Denel is giving high school learners in six provinces an opportunity to brush up on their maths and science performance through tuition and exposure to living examples from the innovation that is embedded in aviation and defence products.
Time Aerospace thumbnail

This year the Denel annual Youth Camps are hosted at the Denel Aeronautics campus in Kempton Park and in Queenstown in the Eastern Cape during the current school holidays.

Young engineers from Denel will give the camp-goers extra tuition in algebra, geometry and science and SA Air Force engineers will bring Physical Science and Mathematical concepts to life by offering insights into specialised areas such as the principles of flight, propulsion and navigation.

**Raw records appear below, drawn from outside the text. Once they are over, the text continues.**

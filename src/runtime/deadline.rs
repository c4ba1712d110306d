// Copyright (c) Microsoft Corporation.
// Licensed under the MIT license.

//======================================================================================================================
// Imports
//======================================================================================================================

use ::std::time::{
    Duration,
    Instant,
};

//======================================================================================================================
// Structures
//======================================================================================================================

/// A point in time that bounds how long a blocking operation may wait. The unreachable deadline means "wait forever"
/// and is the default. Deadlines are plain values, so they can be computed once and passed through several waits.
#[derive(Clone, Copy, Debug, PartialEq, Eq, PartialOrd, Ord)]
pub struct Deadline(Option<Instant>);

//======================================================================================================================
// Associate Functions
//======================================================================================================================

impl Deadline {
    /// Creates a deadline that is never reached.
    pub const fn never() -> Self {
        Self(None)
    }

    /// Creates a deadline this far from now.
    pub fn from_duration(timeout: Duration) -> Self {
        Self(Instant::now().checked_add(timeout))
    }

    /// Creates a deadline at a fixed point in time.
    pub const fn at(when: Instant) -> Self {
        Self(Some(when))
    }

    /// Checks whether this deadline can ever be reached.
    pub const fn is_reachable(&self) -> bool {
        self.0.is_some()
    }

    /// Checks whether this deadline has already passed.
    pub fn is_reached(&self) -> bool {
        match self.0 {
            Some(when) => when <= Instant::now(),
            None => false,
        }
    }

    /// Returns how much time is left until the deadline, or [`None`] for an unreachable one. Saturates at zero once
    /// the deadline has passed.
    pub fn time_left(&self) -> Option<Duration> {
        self.0.map(|when| when.saturating_duration_since(Instant::now()))
    }

    /// Returns the underlying point in time, or [`None`] for an unreachable deadline.
    pub const fn instant(&self) -> Option<Instant> {
        self.0
    }
}

//======================================================================================================================
// Trait Implementations
//======================================================================================================================

/// Default Trait Implementation for Deadlines
impl Default for Deadline {
    fn default() -> Self {
        Self::never()
    }
}

/// Conversion Trait Implementation for Deadlines
impl From<Duration> for Deadline {
    fn from(timeout: Duration) -> Self {
        Self::from_duration(timeout)
    }
}

/// Conversion Trait Implementation for Deadlines
impl From<Instant> for Deadline {
    fn from(when: Instant) -> Self {
        Self::at(when)
    }
}

//======================================================================================================================
// Unit Tests
//======================================================================================================================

“We are giving them two weeks of solid learning in science and maths while adding exciting access to a stimulating environment where theoretical classroom concepts can be seen, touched and experienced in the workplace,” says Vuyelwa Qinga, Group Executive for Communication and Public Affairs.

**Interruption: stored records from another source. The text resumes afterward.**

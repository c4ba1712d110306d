// Copyright (c) Microsoft Corporation.
// Licensed under the MIT license.

pub mod stats;
pub mod worker;

//======================================================================================================================
// Imports
//======================================================================================================================

use crate::{
    collections::id_map::IdMap,
    config::ProcessorSettings,
    runtime::{
        coro::CoroPool,
        fail::Fail,
        processor::stats::{
            ProcessorStats,
            StatsSnapshot,
        },
        reactor::event_loop::SharedEventLoop,
        task::{
            handle::{
                ResultCell,
                TaskHandle,
            },
            local::LocalStorage,
            CancellationReason,
            Importance,
            TaskContext,
            TaskId,
        },
    },
};
use ::crossbeam_channel::{
    unbounded,
    Receiver,
    Sender,
};
use ::std::{
    future::Future,
    sync::{
        atomic::{
            AtomicBool,
            AtomicUsize,
            Ordering,
        },
        Arc,
        Condvar,
        Mutex,
        Weak,
    },
    thread::{
        self,
        JoinHandle,
    },
    time::{
        Duration,
        Instant,
    },
};

//======================================================================================================================
// Constants
//======================================================================================================================

/// How often shutdown re-sweeps the registry while draining. The re-sweep catches tasks whose spawn raced with the
/// stopping flag.
const SHUTDOWN_SWEEP_INTERVAL: Duration = Duration::from_millis(100);

//======================================================================================================================
// Structures
//======================================================================================================================

/// One entry of the run queue.
pub(crate) enum RunItem {
    /// A runnable task, stamped with its enqueue time.
    Task(Arc<TaskContext>, Instant),
    /// Tells exactly one worker to exit.
    Stop,
}

/// Shared innards of one task processor.
pub(crate) struct ProcessorInner {
    /// Name, unique within the runtime.
    name: String,
    /// Settings the processor was built from.
    settings: ProcessorSettings,
    /// Producer side of the run queue.
    queue_tx: Sender<RunItem>,
    /// Consumer side of the run queue, shared by all workers.
    queue_rx: Receiver<RunItem>,
    /// Approximate number of task items in the run queue.
    queue_len: AtomicUsize,
    /// Live tasks spawned on this processor.
    registry: Mutex<IdMap<TaskId, Weak<TaskContext>>>,
    /// Signaled by [`Self::retire_task`] when the registry drains to empty.
    drained: Condvar,
    /// Counters.
    stats: ProcessorStats,
    /// Reactor shared by every processor of the runtime.
    event_loop: SharedEventLoop,
    /// Coroutine pool shared by every processor of the runtime.
    pool: Arc<CoroPool>,
    /// Worker thread handles, taken by shutdown.
    workers: Mutex<Vec<JoinHandle<()>>>,
    /// Raised when shutdown begins. Spawns fail afterwards.
    stopping: AtomicBool,
}

/// Handle on one task processor. Cheap to clone; all clones drive the same worker pool.
#[derive(Clone)]
pub struct SharedTaskProcessor {
    inner: Arc<ProcessorInner>,
}

//======================================================================================================================
// Associate Functions
//======================================================================================================================

impl ProcessorInner {
    pub(crate) fn name(&self) -> &str {
        &self.name
    }

    pub(crate) fn stats(&self) -> &ProcessorStats {
        &self.stats
    }

    pub(crate) fn event_loop(&self) -> &SharedEventLoop {
        &self.event_loop
    }

    pub(super) fn pool(&self) -> &CoroPool {
        &self.pool
    }

    pub(super) fn queue_wait_limit(&self) -> Option<Duration> {
        self.settings.queue_wait_limit
    }

    /// Blocks until a run item arrives. `None` means the queue is gone.
    pub(super) fn recv_item(&self) -> Option<RunItem> {
        self.queue_rx.recv().ok()
    }

    pub(super) fn note_dequeued(&self) {
        self.queue_len.fetch_sub(1, Ordering::Relaxed);
    }

    fn queue_depth(&self) -> usize {
        self.queue_len.load(Ordering::Relaxed)
    }

    fn live_tasks(&self) -> usize {
        self.registry.lock().unwrap().len()
    }

    /// Puts a runnable task on the run queue.
    pub(crate) fn enqueue(&self, task: Arc<TaskContext>) {
        self.queue_len.fetch_add(1, Ordering::Relaxed);
        // Both channel ends live in this struct, so the send only fails when the processor itself is being torn
        // down. A task lost here is terminal or about to be.
        if self.queue_tx.send(RunItem::Task(task, Instant::now())).is_err() {
            self.queue_len.fetch_sub(1, Ordering::Relaxed);
            warn!("enqueue(): run queue of processor {} is gone", self.name);
        }
    }

    /// Releases the bookkeeping of a task whose state machine the caller already moved to terminal. Anything the
    /// task's waiters read, the result cell and the panic slot included, must be in place before that transition.
    pub(super) fn retire_task(&self, task: &Arc<TaskContext>, cancelled: bool) {
        self.pool.release(task.slot());
        {
            let mut registry = self.registry.lock().unwrap();
            registry.remove(&task.id());
            if registry.is_empty() {
                self.drained.notify_all();
            }
        }
        self.stats.count_finished(cancelled);
        task.notify_finished();
    }
}

impl SharedTaskProcessor {
    /// Builds a processor and starts its worker threads.
    pub(crate) fn new(
        settings: ProcessorSettings,
        pool: Arc<CoroPool>,
        event_loop: SharedEventLoop,
    ) -> Result<Self, Fail> {
        let (queue_tx, queue_rx): (Sender<RunItem>, Receiver<RunItem>) = unbounded();
        let inner: Arc<ProcessorInner> = Arc::new(ProcessorInner {
            name: settings.name.clone(),
            queue_tx,
            queue_rx,
            queue_len: AtomicUsize::new(0),
            registry: Mutex::new(IdMap::default()),
            drained: Condvar::new(),
            stats: ProcessorStats::new()?,
            event_loop,
            pool,
            workers: Mutex::new(Vec::new()),
            stopping: AtomicBool::new(false),
            settings,
        });

        let mut workers: Vec<JoinHandle<()>> = Vec::with_capacity(inner.settings.worker_threads);
        for index in 0..inner.settings.worker_threads {
            let worker_inner: Arc<ProcessorInner> = inner.clone();
            let builder: thread::Builder = thread::Builder::new().name(format!("{}-{}", inner.name, index));
            match builder.spawn(move || worker::worker_main(worker_inner)) {
                Ok(handle) => workers.push(handle),
                Err(e) => {
                    // Unwind the workers launched so far before reporting the failure.
                    for _ in 0..workers.len() {
                        let _ = inner.queue_tx.send(RunItem::Stop);
                    }
                    for handle in workers {
                        let _ = handle.join();
                    }
                    let cause: String = format!("could not spawn worker thread for processor {}: {}", inner.name, e);
                    error!("new(): {}", &cause);
                    return Err(Fail::new(libc::EAGAIN, &cause));
                },
            }
        }
        *inner.workers.lock().unwrap() = workers;

        Ok(Self { inner })
    }

    pub(crate) fn from_inner(inner: Arc<ProcessorInner>) -> Self {
        Self { inner }
    }

    pub fn name(&self) -> &str {
        &self.inner.name
    }

    /// Spawns a future as a Normal task on this processor.
    pub fn spawn<F>(&self, future: F) -> Result<TaskHandle<F::Output>, Fail>
    where
        F: Future + Send + 'static,
        F::Output: Send + 'static,
    {
        self.spawn_with(future, Importance::Normal)
    }

    /// Spawns a future as a task with an explicit importance class.
    ///
    /// Fails with `EAGAIN` when the coroutine pool is exhausted and with `ESHUTDOWN` once the processor is
    /// stopping. The task may still be shed with reason [`CancellationReason::Overload`] after a successful spawn;
    /// that outcome is reported through the handle, never silently.
    pub fn spawn_with<F>(&self, future: F, importance: Importance) -> Result<TaskHandle<F::Output>, Fail>
    where
        F: Future + Send + 'static,
        F::Output: Send + 'static,
    {
        if self.inner.stopping.load(Ordering::Acquire) {
            let cause: String = format!("processor {} is shutting down", self.inner.name);
            warn!("spawn_with(): {}", &cause);
            return Err(Fail::new(libc::ESHUTDOWN, &cause));
        }

        let slot: usize = self.inner.pool.reserve()?;

        // Inheritable task-locals flow from the spawning task, when there is one.
        let locals: LocalStorage = match worker::try_current_task() {
            Some(parent) => parent.locals.lock().unwrap().snapshot_inherited(),
            None => LocalStorage::default(),
        };

        let cell: Arc<ResultCell<F::Output>> = Arc::new(ResultCell::new());
        let ctx: Arc<TaskContext> = {
            let mut registry = self.inner.registry.lock().unwrap();
            let id: TaskId = registry.insert_with_new_id(Weak::new());
            let ctx: Arc<TaskContext> = Arc::new(TaskContext::new(
                id,
                importance,
                slot,
                Arc::downgrade(&self.inner),
                locals,
            ));
            registry.insert(id, Arc::downgrade(&ctx));
            ctx
        };

        let result_cell: Arc<ResultCell<F::Output>> = cell.clone();
        self.inner.pool.install(
            slot,
            Box::pin(async move {
                result_cell.set(future.await);
            }),
        );

        self.inner.stats.count_created();
        ctx.state().enqueue_new();

        // Admission overload check.
        if let Some(limit) = self.inner.settings.queue_length_limit {
            if importance == Importance::Normal && self.inner.queue_depth() >= limit {
                ctx.request_cancel(CancellationReason::Overload);
            }
        }

        self.inner.enqueue(ctx.clone());
        Ok(TaskHandle::new(ctx, cell))
    }

    /// Stops the processor: live tasks are cancelled with reason [`CancellationReason::Shutdown`], the queue drains
    /// until every task is terminal, then the workers exit and are joined. Idempotent; later calls return at once.
    pub fn shutdown(&self) {
        if worker::try_current_task().is_some() {
            panic!("shutdown() must not be called from inside a task");
        }
        if self.inner.stopping.swap(true, Ordering::AcqRel) {
            return;
        }
        debug!("shutdown(): draining processor {}", self.inner.name);

        // Drain: cancel everything live, then wait for the workers to run each task to terminal. The sweep repeats
        // so tasks whose spawn raced with the stopping flag are cancelled too.
        let mut registry = self.inner.registry.lock().unwrap();
        while !registry.is_empty() {
            let live: Vec<Weak<TaskContext>> = registry.values().cloned().collect();
            drop(registry);
            for task in live.iter().filter_map(Weak::upgrade) {
                task.request_cancel(CancellationReason::Shutdown);
            }
            registry = self.inner.registry.lock().unwrap();
            if registry.is_empty() {
                break;
            }
            let (guard, _) = self
                .inner
                .drained
                .wait_timeout(registry, SHUTDOWN_SWEEP_INTERVAL)
                .unwrap();
            registry = guard;
        }
        drop(registry);

        // Stop and join the workers. One sentinel per worker; each consumes exactly one.
        let workers: Vec<JoinHandle<()>> = ::std::mem::take(&mut *self.inner.workers.lock().unwrap());
        for _ in 0..workers.len() {
            let _ = self.inner.queue_tx.send(RunItem::Stop);
        }
        for handle in workers {
            if handle.join().is_err() {
                error!("shutdown(): worker of processor {} panicked", self.inner.name);
            }
        }
        debug!("shutdown(): processor {} stopped", self.inner.name);
    }

    /// Point-in-time counters of this processor.
    pub fn stats(&self) -> StatsSnapshot {
        self.inner
            .stats
            .snapshot(&self.inner.name, self.inner.queue_depth(), self.inner.live_tasks())
    }
}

The camp will be about learning and physical activities that include drilling, exercises, daily flag hoisting ceremonies and flying in a South African Air Force plane on 18 July to mark Mandela Day.

Similar camps help in the Free State province in 2016 are credited with having pushed the province to leading the country’s overall performance in the Matric pass rate last year.

The Denel Aeronautics campus will host 244 learners from high schools in Mpumalanga, North West, Limpopo and Gauteng. They will receive instruction from young engineers like Phumzile Nkosi of Denel PMP, Naadira Hassim of Denel Aeronautics and Judith Masemola and Marumo Talane of Denel Land Systems.

The camps form part of Denel’s Corporate Social Investment (CSI) whose flagship project is the School Outreach Programme (SOP) through which the company provides enrichment classes to learners from disadvantaged communities during weekends and school holidays.


The programme has resulted in pass rates of more than 95% in the end of year exams and more than 60% of learners gaining university entrance in science and technology-related courses.

 

The 10-day Eastern Cape camp in Queenstown has 200 learners from the province and nearby KwaZulu-Natal where Mike Dlulane, an Electronic and Computer Engineer from Denel Land Systems, Suna Kutalo and Lesego Selemela from PMP will provide the tuition. The Queenstown group will also get an opportunity to visit a military base in East London.